Many classification schemes for proteins and domains are either hierarchical or semi-hierarchical yet most databases, especially those offering genome-wide analysis, only provide assignments to sequences at one level of their hierarchy. Given an established hierarchy, the problem of assigning new sequences to lower levels of that existing hierarchy is less hard (but no less important) than the initial top level assignment which requires the detection of the most distant relationships. A solution to this problem is described here in the form of a new procedure which can be thought of as a hybrid between pairwise and profile methods. The hybrid method is a general procedure that can be applied to any pre-defined hierarchy, at any level, including in principle multiple sub-levels.

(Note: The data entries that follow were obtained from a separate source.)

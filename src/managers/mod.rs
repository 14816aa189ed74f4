// ABOUTME: Business logic layer between the CLI and the repositories
// ABOUTME: Login, validation, user accounts and training sessions
//
// SPDX-License-Identifier: MIT OR Apache-2.0
// Copyright (c) 2025 Pierre Fitness Intelligence

/// Authentication and password management
pub mod login;
/// Exercise, workout and session lifecycle
pub mod training;
/// Account management and the current login
pub mod users;
/// Input validation
pub mod validation;

pub use login::LoginManager;
pub use training::TrainingManager;
pub use users::UserManager;
pub use validation::ValidationManager;
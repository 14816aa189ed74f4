// ABOUTME: User account models with role-specific data for admins, trainers and clients
// ABOUTME: UserType parsing is case-insensitive and never fails
//
// SPDX-License-Identifier: MIT OR Apache-2.0
// Copyright (c) 2025 Pierre Fitness Intelligence

use std::convert::Infallible;
use std::fmt;
use std::str::FromStr;

use chrono::{DateTime, Utc};
use serde::{Deserialize, Serialize};

use super::profile::ClientProfile;

/// Account role
#[derive(Debug, Clone, Copy, Default, PartialEq, Eq, Hash, Serialize, Deserialize)]
pub enum UserType {
    /// Platform administrator
    Admin,
    /// Trainee who runs training sessions
    Client,
    /// Fitness trainer who designs exercises and workouts
    Trainer,
    /// Unrecognized role
    #[default]
    Unknown,
}

impl UserType {
    /// Canonical name used in storage
    #[must_use]
    pub const fn as_str(self) -> &'static str {
        match self {
            Self::Admin => "Admin",
            Self::Client => "Client",
            Self::Trainer => "Trainer",
            Self::Unknown => "Unknown",
        }
    }
}

impl fmt::Display for UserType {
    fn fmt(&self, f: &mut fmt::Formatter<'_>) -> fmt::Result {
        f.write_str(self.as_str())
    }
}

impl FromStr for UserType {
    type Err = Infallible;

    fn from_str(s: &str) -> Result<Self, Self::Err> {
        Ok(match s.trim().to_lowercase().as_str() {
            "admin" => Self::Admin,
            "client" => Self::Client,
            "trainer" => Self::Trainer,
            _ => Self::Unknown,
        })
    }
}

/// Base account shared by every role
#[derive(Debug, Clone, PartialEq, Eq, Serialize, Deserialize)]
pub struct User {
    /// Numeric identifier, 0 until persisted
    pub id: i64,
    /// Login name, unique
    pub user_name: String,
    /// Given name
    pub name: String,
    /// Family name
    pub family_name: String,
    /// Contact e-mail, also accepted as login
    pub email: String,
    /// bcrypt hash of the password
    #[serde(skip_serializing)]
    pub password_hash: String,
    /// Account role
    pub user_type: UserType,
    /// Registration instant
    pub join_date: DateTime<Utc>,
    /// Last successful login
    pub last_login: Option<DateTime<Utc>>,
}

impl User {
    /// Build an unsaved user with `join_date` set to now
    #[must_use]
    pub fn new(
        user_name: impl Into<String>,
        name: impl Into<String>,
        family_name: impl Into<String>,
        email: impl Into<String>,
        user_type: UserType,
    ) -> Self {
        Self {
            id: 0,
            user_name: user_name.into(),
            name: name.into(),
            family_name: family_name.into(),
            email: email.into(),
            password_hash: String::new(),
            user_type,
            join_date: Utc::now(),
            last_login: None,
        }
    }

    /// "Name Family" for display
    #[must_use]
    pub fn full_name(&self) -> String {
        format!("{} {}", self.name, self.family_name).trim().to_owned()
    }
}

/// Client-specific data
#[derive(Debug, Clone, Default, PartialEq, Eq, Serialize, Deserialize)]
pub struct ClientData {
    /// Subscription plan name
    pub plan: String,
    /// Training level
    pub level: String,
    /// Detailed profile sections
    pub profile: ClientProfile,
}

/// Trainer-specific data
#[derive(Debug, Clone, Default, PartialEq, Eq, Serialize, Deserialize)]
pub struct TrainerData {
    /// Professional qualification
    pub qualification: String,
    /// Specialty area
    pub specialty: String,
    /// Years of experience
    pub experience_years: u32,
    /// Free-form resume
    pub resume: String,
}

/// Admin-specific data
#[derive(Debug, Clone, Default, PartialEq, Eq, Serialize, Deserialize)]
pub struct AdminData {
    /// Role description
    pub role_description: String,
    /// May create, edit and delete users
    pub can_manage_users: bool,
    /// May modify training plans
    pub can_modify_plans: bool,
}

/// Role-specific payload attached to a user
#[derive(Debug, Clone, Default, PartialEq, Eq, Serialize, Deserialize)]
#[serde(tag = "role", rename_all = "snake_case")]
pub enum RoleData {
    /// Client data
    Client(ClientData),
    /// Trainer data
    Trainer(TrainerData),
    /// Admin data
    Admin(AdminData),
    /// No role table row
    #[default]
    None,
}

impl RoleData {
    /// Empty role data matching a user type
    #[must_use]
    pub fn for_type(user_type: UserType) -> Self {
        match user_type {
            UserType::Client => Self::Client(ClientData::default()),
            UserType::Trainer => Self::Trainer(TrainerData::default()),
            UserType::Admin => Self::Admin(AdminData::default()),
            UserType::Unknown => Self::None,
        }
    }
}

/// A user together with its role data, the unit the repositories load and save
#[derive(Debug, Clone, PartialEq, Eq, Serialize, Deserialize)]
pub struct UserRecord {
    /// Base account
    pub user: User,
    /// Role-specific data
    pub role: RoleData,
}

impl UserRecord {
    /// Pair a user with empty role data of the matching type
    #[must_use]
    pub fn new(user: User) -> Self {
        let role = RoleData::for_type(user.user_type);
        Self { user, role }
    }

    /// Client data if this is a client
    #[must_use]
    pub const fn client(&self) -> Option<&ClientData> {
        match &self.role {
            RoleData::Client(data) => Some(data),
            _ => None,
        }
    }
}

It has been tested on the SCOP classification via the SUPERFAMILY database and performs significantly better than either pairwise or profile methods alone. Perhaps the greatest advantage of the hybrid method over other possible approaches to the problem is that within the framework of an existing profile library, the assignments are fully automatic and come at almost no additional computational cost. Hence it has already been applied at the SCOP family level to all genomes in the SUPERFAMILY database, providing a wealth of new data to the biological and bioinformatics communities.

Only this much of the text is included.